I'm not sure if anyone is still reading this thread, but I wrote up some thoughts on the differences between Sequoia and Legion and some of the lessons we learned. Maybe this is a little too much "inside baseball", but hopefully some will enjoy it.

Sequoia was basically an answer to the question, "what could a compiler do for you if it knew everything about your program?" And I do mean everything: in addition to your source code Sequoia had to be given, at compile time, the sizes of every input array in addition to the exact layout of the machine it was to execute on. While these restrictions were lifted to some degree later on, Sequoia basically had to be able to statically compute every task that it would execute along with the exact sizes of all inputs and outputs. And with this information it was able to do some pretty [fantastic optimizations](http://theory.stanford.edu/~aiken/publications/papers/ppopp0...). I believe, though I can't find the reference at the moment, that the compiler was able to generate (from completely hardware agnostic source code) implementations of BLAS routines competitive with Intel MKL. This was a pretty mind-blowing achievement and to this day I'm not aware of any work that has really been able to equal it.

Requiring programs to be fully static also had a dramatic cost, one which it turned out not to be so easy to lift. In what I believe was the [final paper to be published on Sequoia](http://theory.stanford.edu/~aiken/publications/papers/ppopp1...), Mike Bauer and others showed how to extend Sequoia to support limited forms of dynamic behavior. But the solution wasn't all that satisfying and the work to get there was fairly excruciating. Instead of continuing to work with the language, Mike ended up switching gears to start a new project entirely, Legion.

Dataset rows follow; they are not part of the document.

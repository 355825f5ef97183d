//! Group-oriented configurations.
//!
//! Instead of a list of actions a [`GroupConfiguration`] holds the targets
//! to call, either directly or by group name through a [`GroupRegistry`],
//! and the argument sets to call them with. Every call is handed to the
//! configured formatter.

mod registry;
pub use registry::*;

mod configuration;
pub use configuration::*;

As an aside, one of the other lessons learned from the Sequoia project is that research projects tend to be tied to the Ph.D. students who work on them. In the Sequoia project, there was a gap in continuity between the first and second generations of students to work on the project. This meant that second-generation students like Mike basically ended up picking up a big legacy code base on their own. This turned out to be a huge drain on productivity and was among the reasons that Sequoia was eventually abandoned.

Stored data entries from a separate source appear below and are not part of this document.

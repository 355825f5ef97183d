//! Output line templates.
//!
//! Templates use named placeholders in braces, `{{` and `}}` produce literal
//! braces. Placeholders without a known name are left in the line as written.

use std::sync::LazyLock;

use regex::{Captures, Regex};

use crate::{
    arguments::{Arguments, RenderedArgs},
    target::{Raised, Target},
    value::Value,
};

pub const MINIMAL_OUTPUT_FORMAT: &str = "{result}";
pub const SIMPLE_OUTPUT_FORMAT: &str = "{name}({fullargs}) -> {result}";
pub const VERBOSE_OUTPUT_FORMAT: &str = "{name} with arguments ({fullargs}) produced result {result}";
pub const MINIMAL_ERROR_FORMAT: &str = "{errorname}";
pub const SIMPLE_ERROR_FORMAT: &str = "{name}({fullargs}) -> {errorname}";
pub const VERBOSE_ERROR_FORMAT: &str =
    "{name} with arguments ({fullargs}) failed with {errorname}: {errormessage}";

pub const TEST_OUTPUT_RESULT: &str = "Passed: {name}({fullargs}) = {result}";
pub const TEST_OUTPUT_NO_RESULT: &str = "Passed: {name}({fullargs})";
pub const TEST_ERROR_RESULT: &str = "Passed: {name}({fullargs}) raised {errorname}";
pub const TEST_ERROR_NO_RESULT: &str = "Passed: {name}({fullargs})";

pub const WRONG_RESULT_FORMAT: &str = "Failed: {name}({fullargs}) = {result}, expected {expected}";
pub const WRONG_ERROR_FORMAT: &str =
    "Failed: {name}({fullargs}) raised {errorname}, expected {expected}";
pub const UNEXPECTED_RESULT_FORMAT: &str =
    "Failed: {name}({fullargs}) should raise {expected}, but no error was raised";
pub const UNEXPECTED_ERROR_FORMAT: &str =
    "Failed: {name}({fullargs}) raised {errorname}, expected {expected}";

static PLACEHOLDER: LazyLock<Regex> = LazyLock::new(|| {
    // Matches: {{ or }} or {name}
    Regex::new(r"\{\{|\}\}|\{(\w+)\}").expect("placeholder pattern is valid")
});

/// Values for the placeholders of one output line.
#[derive(Debug, Clone, Default, PartialEq, Eq)]
pub struct Fields {
    pub name: String,
    pub args: RenderedArgs,
    pub result: String,
    pub expected: String,
    pub errorname: String,
    pub errormessage: String,
}

impl Fields {
    pub fn new(target: &Target, arguments: &Arguments) -> Self {
        Self {
            name: target.name().to_string(),
            args: arguments.render(),
            ..Default::default()
        }
    }

    pub fn with_result(self, result: &Value) -> Self {
        Self {
            result: result.to_string(),
            ..self
        }
    }

    /// A raised error fills `errorname` and `errormessage`, its message also
    /// stands in for the result.
    pub fn with_raised(self, raised: &Raised) -> Self {
        Self {
            result: raised.message.clone(),
            errorname: raised.kind.name().to_string(),
            errormessage: raised.message.clone(),
            ..self
        }
    }

    pub fn with_expected(self, expected: impl ToString) -> Self {
        Self {
            expected: expected.to_string(),
            ..self
        }
    }

    pub fn get(&self, placeholder: &str) -> Option<&str> {
        Some(match placeholder {
            "name" => &self.name,
            "args" => &self.args.args,
            "kwargs" => &self.args.kwargs,
            "fullargs" => &self.args.fullargs,
            "result" => &self.result,
            "expected" => &self.expected,
            "errorname" => &self.errorname,
            "errormessage" => &self.errormessage,
            _ => return None,
        })
    }
}

/// Fill the placeholders of `template` from `fields`.
pub fn render(template: &str, fields: &Fields) -> String {
    PLACEHOLDER
        .replace_all(template, |caps: &Captures| match (&caps[0], caps.get(1)) {
            ("{{", _) => "{".to_string(),
            ("}}", _) => "}".to_string(),
            (whole, Some(name)) => fields.get(name.as_str()).unwrap_or(whole).to_string(),
            (whole, None) => whole.to_string(),
        })
        .into_owned()
}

The biggest decision made about Legion up front was that it had to be dynamic. This was a huge risk because the analysis performed by Sequoia simply could not have been performed at runtime with reasonable cost. Sequoia relied on knowing every single task that would ever execute and the exact bounds of every array input and output. This meant that Sequoia could do perfect alias analysis on these input and output arrays. Because Legion would be a dynamic system, any analysis would have to be performed during the execution of the program. There was no way we were going to do this in Legion without fundamentally changing the abstractions of the programming model, and frankly it wasn't obvious up front if this would even be possible to make tractable.

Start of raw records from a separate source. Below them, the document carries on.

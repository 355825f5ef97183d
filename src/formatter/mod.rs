//! Rendering of group-oriented runs.
//!
//! A group run hands every call to a [`Formatter`] as a [`CallOutcome`]. The
//! engine never looks at what a formatter writes. Built in are
//! [`FancyPrinter`], [`ResultPrinter`], [`TemplateFormatter`] and the silent
//! [`NoFormatter`]. Custom formatters are registered by name in
//! [`Formatters`] and referenced through [`FormatterRef::Named`], so a stored
//! configuration only ever contains the reference.

use std::{borrow::Cow, collections::HashMap, fmt::Debug, io, rc::Rc};

use serde::{Deserialize, Serialize};
use tracing::warn;

use crate::outcome::CallOutcome;

pub mod template;

mod no;
pub use no::*;

pub trait Formatter {
    fn format(&self, outcome: &CallOutcome<'_>, w: &mut dyn io::Write) -> io::Result<()>;
}

impl<F> Formatter for F
where
    F: Fn(&CallOutcome<'_>, &mut dyn io::Write) -> io::Result<()>,
{
    fn format(&self, outcome: &CallOutcome<'_>, w: &mut dyn io::Write) -> io::Result<()> {
        self(outcome, w)
    }
}

fn return_text(outcome: &CallOutcome<'_>) -> String {
    match outcome.return_value {
        Ok(value) => value.to_string(),
        Err(raised) => raised.to_string(),
    }
}

/// Prints `name(args) -> value`.
#[derive(Debug, Default, Clone, Copy)]
pub struct FancyPrinter;

impl Formatter for FancyPrinter {
    fn format(&self, outcome: &CallOutcome<'_>, w: &mut dyn io::Write) -> io::Result<()> {
        writeln!(
            w,
            "{}({}) -> {}",
            outcome.target.name(),
            outcome.arguments.render().fullargs,
            return_text(outcome)
        )
    }
}

/// Prints only the returned value.
#[derive(Debug, Default, Clone, Copy)]
pub struct ResultPrinter;

impl Formatter for ResultPrinter {
    fn format(&self, outcome: &CallOutcome<'_>, w: &mut dyn io::Write) -> io::Result<()> {
        writeln!(w, "{}", return_text(outcome))
    }
}

/// Renders one template line per call.
///
/// Results fill `{result}`, raised errors fill `{errorname}` and
/// `{errormessage}` as well.
#[derive(Debug, Clone)]
pub struct TemplateFormatter<'t>(pub Cow<'t, str>);

impl<'t> TemplateFormatter<'t> {
    pub fn new(template: impl Into<Cow<'t, str>>) -> Self {
        Self(template.into())
    }
}

impl Formatter for TemplateFormatter<'_> {
    fn format(&self, outcome: &CallOutcome<'_>, w: &mut dyn io::Write) -> io::Result<()> {
        let fields = template::Fields::new(outcome.target, outcome.arguments);
        let fields = match outcome.return_value {
            Ok(value) => fields.with_result(value),
            Err(raised) => fields.with_raised(raised),
        };
        writeln!(w, "{}", template::render(&self.0, &fields))
    }
}

/// Custom formatters by name.
#[derive(Clone, Default)]
pub struct Formatters(HashMap<String, Rc<dyn Formatter>>);

impl Debug for Formatters {
    fn fmt(&self, f: &mut std::fmt::Formatter<'_>) -> std::fmt::Result {
        f.debug_set().entries(self.0.keys()).finish()
    }
}

impl Formatters {
    pub fn register(&mut self, name: impl Into<String>, formatter: impl Formatter + 'static) {
        self.0.insert(name.into(), Rc::new(formatter));
    }

    pub fn get(&self, name: &str) -> Option<&dyn Formatter> {
        self.0.get(name).map(|formatter| &**formatter)
    }
}

/// The formatter a group configuration renders its calls with.
#[derive(Debug, Clone, Default, PartialEq, Eq, Serialize, Deserialize)]
pub enum FormatterRef {
    #[default]
    Fancy,
    Result,
    Silent,
    Template(String),
    Named(String),
}

impl FormatterRef {
    /// Format `outcome` with the referenced formatter.
    ///
    /// A name missing from `formatters` falls back to [`FancyPrinter`].
    pub fn format(
        &self,
        formatters: &Formatters,
        outcome: &CallOutcome<'_>,
        w: &mut dyn io::Write,
    ) -> io::Result<()> {
        match self {
            FormatterRef::Fancy => FancyPrinter.format(outcome, w),
            FormatterRef::Result => ResultPrinter.format(outcome, w),
            FormatterRef::Silent => NoFormatter.format(outcome, w),
            FormatterRef::Template(template) => TemplateFormatter::new(template.as_str()).format(outcome, w),
            FormatterRef::Named(name) => match formatters.get(name) {
                Some(formatter) => formatter.format(outcome, w),
                None => {
                    warn!(formatter = name.as_str(), "unknown formatter, using the fancy printer");
                    FancyPrinter.format(outcome, w)
                }
            },
        }
    }
}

One of the central insights of Legion was to [explicitly reify the notion of data partitioning](http://legion.stanford.edu/pdfs/oopsla2013.pdf) in the programming model. Sequoia didn't need this because it simply knew the inputs and outputs to every task. Legion couldn't afford to pay the $O(N \operatorname{log} N)$ cost to perform this analysis at runtime. By lifting partitioning into a first-class primitive, we were able to radically reduce the runtime cost of this analysis by leveraging what the user already know about their data partitioning. Originally this required users to declare certain properties of their partitions, such as disjointness, in order to make things efficient. Eventually we discovered a [partitioning sublanguage](http://legion.stanford.edu/pdfs/dpl2016.pdf) which allowed us to statically discover most of these important properties, and to provide many static guarantees even in the presence of data-dependent behavior.

The other big insight of Legion was what we call index tasks. Index tasks are basically collections of tasks that can be described in $O(1)$ space. This turns out to be essential if you want to scale your system to very large distributed machines. Any representation which is $O(N)$ inevitably becomes a scalability bottleneck, either because of memory-capacity constraints or because of runtime complexity. By making the index task representation $O(1)$ we were able to design an [optimization to keep the runtime analysis complexity $O(1)$ as well](http://legion.stanford.edu/pdfs/cr2017.pdf).

One consequence of being a dynamic runtime system is that Legion itself isn't able to optimize the low-level code executed by the system. It seems to be a general principle that the closer you are to the hardware, the more static you need to be. Conceptually, Legion solves this problem by splitting it into two parts: the kernels, or low-level code that has to execute as efficiently as possible on the processor, and the orchestration of the parallelism that exists between those kernels. Legion focuses nearly entirely on the upper layer, leaving the lower layer to be handled by programmers. We've recovered some of this capability via the [Regent programming language](http://regent-lang.org/) which sits on top of Legion, but we haven't taken this nearly as far as Sequoia did.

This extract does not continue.